In the above program, a new method greet is added to the Person constructor function using a prototype.


Changing Prototype

If a prototype value is changed, then all the new objects will have the changed property value. All the previously created objects will have the previous value. For example,

// constructor function
function Person() {
    this.name = 'John'
}

// add a property
Person.prototype.age = 20;

// creating an object
const person1 = new Person();

console.log(person1.age); // 20

// changing the property value of prototype
Person.prototype = { age: 50 }

// creating new object
const person3 = new Person();

console.log(person3.age); // 50
console.log(person1.age); // 20

Note: You should not modify the prototypes of standard JavaScript built-in objects like strings, arrays, etc. It is considered a bad practice.

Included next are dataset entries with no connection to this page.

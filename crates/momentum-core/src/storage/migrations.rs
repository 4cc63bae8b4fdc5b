//! Database schema migrations for momentum.
//!
//! Migrations are versioned and applied automatically when opening the
//! database. The `schema_version` table tracks the current migration version.

use rusqlite::{Connection, Result as SqliteResult};

/// Apply all pending migrations to bring the database to the current schema
/// version.
///
/// # Errors
/// Returns an error if migration fails.
pub fn migrate(conn: &Connection) -> SqliteResult<()> {
    create_schema_version_table(conn)?;

    let current_version = get_schema_version(conn);

    if current_version < 1 {
        migrate_v1(conn)?;
    }

    Ok(())
}

/// Create the schema_version table if it doesn't exist.
fn create_schema_version_table(conn: &Connection) -> SqliteResult<()> {
    conn.execute_batch(
        "CREATE TABLE IF NOT EXISTS schema_version (
            version INTEGER PRIMARY KEY
        );",
    )
}

/// Get the current schema version from the database.
///
/// Returns 0 if no version is set (initial database).
fn get_schema_version(conn: &Connection) -> i32 {
    conn.query_row("SELECT version FROM schema_version", [], |row| {
        row.get::<_, i32>(0)
    })
    .unwrap_or(0)
}

/// Set the schema version in the database.
fn set_schema_version(conn: &Connection, version: i32) -> SqliteResult<()> {
    conn.execute("DELETE FROM schema_version", [])?;
    conn.execute("INSERT INTO schema_version (version) VALUES (?1)", [version])?;
    Ok(())
}

/// Migration v1: initial schema.
///
/// Key-value user state, conversation sessions with their event logs,
/// append-only task history, and the decomposition plan cache.
fn migrate_v1(conn: &Connection) -> SqliteResult<()> {
    conn.execute_batch(
        "CREATE TABLE IF NOT EXISTS user_state (
            key        TEXT PRIMARY KEY,
            value      TEXT,
            updated_at TEXT NOT NULL
        );

        CREATE TABLE IF NOT EXISTS sessions (
            id              TEXT PRIMARY KEY,
            user_id         TEXT NOT NULL,
            app_name        TEXT NOT NULL,
            created_at      TEXT NOT NULL,
            last_updated_at TEXT NOT NULL,
            state_json      TEXT NOT NULL DEFAULT '{}'
        );

        CREATE TABLE IF NOT EXISTS events (
            id         INTEGER PRIMARY KEY AUTOINCREMENT,
            session_id TEXT NOT NULL,
            type       TEXT NOT NULL,
            data_json  TEXT NOT NULL,
            timestamp  TEXT NOT NULL,
            FOREIGN KEY(session_id) REFERENCES sessions(id)
        );

        CREATE TABLE IF NOT EXISTS task_history (
            id                INTEGER PRIMARY KEY AUTOINCREMENT,
            category          TEXT NOT NULL,
            estimated_minutes INTEGER NOT NULL,
            actual_minutes    INTEGER NOT NULL,
            energy_level      INTEGER NOT NULL,
            in_peak_window    INTEGER NOT NULL,
            timestamp         TEXT NOT NULL
        );

        CREATE TABLE IF NOT EXISTS task_cache (
            hash             TEXT PRIMARY KEY,
            task_description TEXT NOT NULL,
            plan_json        TEXT NOT NULL,
            energy_level     INTEGER NOT NULL,
            created_at       TEXT NOT NULL
        );

        CREATE INDEX IF NOT EXISTS idx_events_session_id ON events(session_id);
        CREATE INDEX IF NOT EXISTS idx_task_history_category ON task_history(category);
        CREATE INDEX IF NOT EXISTS idx_task_history_timestamp ON task_history(timestamp);
        CREATE INDEX IF NOT EXISTS idx_sessions_user_id ON sessions(user_id);",
    )?;
    set_schema_version(conn, 1)?;
    Ok(())
}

JavaScript Prototype Chaining

If an object tries to access the same property that is in the constructor function and the prototype object, the object takes the property from the constructor function. For example,

function Person() {
    this.name = 'John'
}

// adding property 
Person.prototype.name = 'Peter';
Person.prototype.age = 23

const person1 = new Person();

console.log(person1.name); // John
console.log(person1.age); // 23

In the above program, a property name is declared in the constructor function and also in the prototype property of the constructor function.

When the program executes, person1.name looks in the constructor function to see if there is a property named name. Since the constructor function has the name property with value 'John', the object takes value from that property.

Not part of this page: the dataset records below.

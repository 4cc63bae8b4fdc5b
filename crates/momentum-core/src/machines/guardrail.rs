//! Hyperfocus guardrail machine.
//!
//! Arms a hard stop at an absolute wall-clock deadline and escalates
//! warnings as it approaches: 30 minutes out, 10 minutes out, 5 minutes
//! out, and the stop itself. Warnings whose offset lands at or before
//! "now" for a short total duration are skipped.

use std::sync::Arc;
use std::time::Duration;

use chrono::{DateTime, Utc};
use serde::Serialize;
use serde_json::json;
use tokio::sync::{watch, Mutex};
use tokio::task::JoinHandle;

use super::MachineError;
use crate::bus::{EventBus, EventKind};

/// Confirmation returned by [`GuardrailMachine::set_hard_stop`].
#[derive(Debug, Clone, Serialize)]
pub struct GuardrailSet {
    pub hard_stop: DateTime<Utc>,
    pub reason: String,
    pub message: String,
}

/// Confirmation returned by [`GuardrailMachine::clear_guardrail`].
#[derive(Debug, Clone, Serialize)]
pub struct GuardrailCleared {
    pub was_armed: bool,
    pub message: String,
}

/// Pure status read.
#[derive(Debug, Clone, Serialize)]
pub struct GuardrailStatus {
    pub armed: bool,
    pub hard_stop: Option<DateTime<Utc>>,
    pub reason: Option<String>,
}

struct Inner {
    hard_stop: Option<DateTime<Utc>>,
    reason: Option<String>,
    warnings: Option<JoinHandle<()>>,
}

/// Deterministic hyperfocus guardrail.
///
/// Tracks only "armed" and "cleared". Construct once at process start and
/// share by reference.
pub struct GuardrailMachine {
    bus: Arc<EventBus>,
    tick: Duration,
    inner: Arc<Mutex<Inner>>,
    armed_tx: Arc<watch::Sender<bool>>,
}

impl GuardrailMachine {
    /// Wall-clock length of one scheduled minute.
    pub const DEFAULT_TICK: Duration = Duration::from_secs(60);

    /// Warning offsets in minutes before the stop, paired with their
    /// escalating messages. The final entry is the stop itself.
    const WARNINGS: [(u32, &'static str); 4] = [
        (30, "30 minutes until hard stop"),
        (10, "10 minutes until hard stop!"),
        (5, "5 minutes! Start wrapping up now."),
        (0, "Hard stop. Save your work and step away."),
    ];

    pub fn new(bus: Arc<EventBus>) -> Self {
        Self::with_tick(bus, Self::DEFAULT_TICK)
    }

    /// Create a machine with a custom schedule granularity. Tests compress
    /// the tick to milliseconds.
    pub fn with_tick(bus: Arc<EventBus>, tick: Duration) -> Self {
        let (armed_tx, _) = watch::channel(false);
        Self {
            bus,
            tick,
            inner: Arc::new(Mutex::new(Inner {
                hard_stop: None,
                reason: None,
                warnings: None,
            })),
            armed_tx: Arc::new(armed_tx),
        }
    }

    /// Arm a hard stop `minutes` from now.
    ///
    /// Publishes [`EventKind::FocusBlockStarted`] and starts the warning
    /// schedule. Returns the computed stop time.
    ///
    /// # Errors
    /// Rejected while a hard stop is already armed (clear it first), and
    /// for a zero duration.
    pub async fn set_hard_stop(
        &self,
        minutes: u32,
        reason: &str,
    ) -> Result<GuardrailSet, MachineError> {
        if minutes == 0 {
            return Err(MachineError::Invalid("duration must be positive".into()));
        }

        let stop_time = {
            let mut inner = self.inner.lock().await;
            if let Some(stop_time) = inner.hard_stop {
                return Err(MachineError::AlreadyArmed { stop_time });
            }
            let stop_time = Utc::now()
                + chrono::Duration::milliseconds((self.tick.as_millis() as i64) * i64::from(minutes));
            inner.hard_stop = Some(stop_time);
            inner.reason = Some(reason.to_string());
            self.armed_tx.send_replace(true);

            inner.warnings = Some(tokio::spawn(run_warnings(
                Arc::clone(&self.inner),
                Arc::clone(&self.bus),
                Arc::clone(&self.armed_tx),
                self.tick,
                minutes,
                reason.to_string(),
            )));
            stop_time
        };

        tracing::info!(minutes, reason, "hard stop armed");
        self.bus
            .publish(
                EventKind::FocusBlockStarted,
                json!({
                    "hard_stop": stop_time,
                    "reason": reason,
                    "guardrail": true,
                }),
            )
            .await;

        Ok(GuardrailSet {
            hard_stop: stop_time,
            reason: reason.to_string(),
            message: format!(
                "Hard stop set for {} ({reason}). I'll warn you at 30, 10, and 5 minutes.",
                stop_time.format("%H:%M")
            ),
        })
    }

    /// Disarm the guardrail, cancelling pending warnings.
    ///
    /// Idempotent: clearing with nothing armed is not an error.
    pub async fn clear_guardrail(&self) -> GuardrailCleared {
        let was_armed = {
            let mut inner = self.inner.lock().await;
            if let Some(warnings) = inner.warnings.take() {
                warnings.abort();
            }
            inner.reason = None;
            inner.hard_stop.take().is_some()
        };
        self.armed_tx.send_replace(false);

        if was_armed {
            tracing::info!("guardrail cleared");
        }
        GuardrailCleared {
            was_armed,
            message: "Guardrail cleared.".to_string(),
        }
    }

    /// Current status.
    pub async fn status(&self) -> GuardrailStatus {
        let inner = self.inner.lock().await;
        GuardrailStatus {
            armed: inner.hard_stop.is_some(),
            hard_stop: inner.hard_stop,
            reason: inner.reason.clone(),
        }
    }

    /// Wait until the guardrail is cleared (hard stop reached or
    /// explicitly disarmed). Returns immediately when not armed.
    pub async fn wait_clear(&self) {
        let mut rx = self.armed_tx.subscribe();
        while *rx.borrow_and_update() {
            if rx.changed().await.is_err() {
                return;
            }
        }
    }
}

/// Warning schedule: strictly time-ordered, each firing re-checks that the
/// guardrail is still armed before acting.
async fn run_warnings(
    inner: Arc<Mutex<Inner>>,
    bus: Arc<EventBus>,
    armed_tx: Arc<watch::Sender<bool>>,
    tick: Duration,
    total_minutes: u32,
    reason: String,
) {
    let mut elapsed: u32 = 0;
    for (offset, message) in GuardrailMachine::WARNINGS {
        let Some(at) = total_minutes.checked_sub(offset).filter(|at| *at > 0) else {
            continue;
        };
        tokio::time::sleep(tick * (at - elapsed)).await;
        elapsed = at;

        {
            let inner = inner.lock().await;
            if inner.hard_stop.is_none() {
                return;
            }
        }

        tracing::warn!(%reason, "{message}");
        if offset == 0 {
            // The stop itself: disarm and notify.
            bus.publish(
                EventKind::FocusBlockEnded,
                json!({
                    "status": "hard_stop",
                    "reason": reason,
                    "message": message,
                }),
            )
            .await;
            let mut inner = inner.lock().await;
            inner.hard_stop = None;
            inner.reason = None;
            inner.warnings = None;
            armed_tx.send_replace(false);
        }
    }
}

When the program executes, person1.age looks in the constructor function to see if there is a property named age. Since the constructor function doesn't have age property, the program looks into the prototype object of the constructor function and the object inherits property from the prototype object(if available).


Note: You can also access the prototype property of a constructor function from an object.

function Person () {
    this.name = 'John'
}

// adding a prototype
Person.prototype.age = 24;

// creating object
const person = new Person();

// accessing prototype property
console.log(person.__proto__);   // { age: 24 }

In the above example, a person object is used to access the prototype property using __proto__. However, __proto__ has been deprecated and you should avoid using that.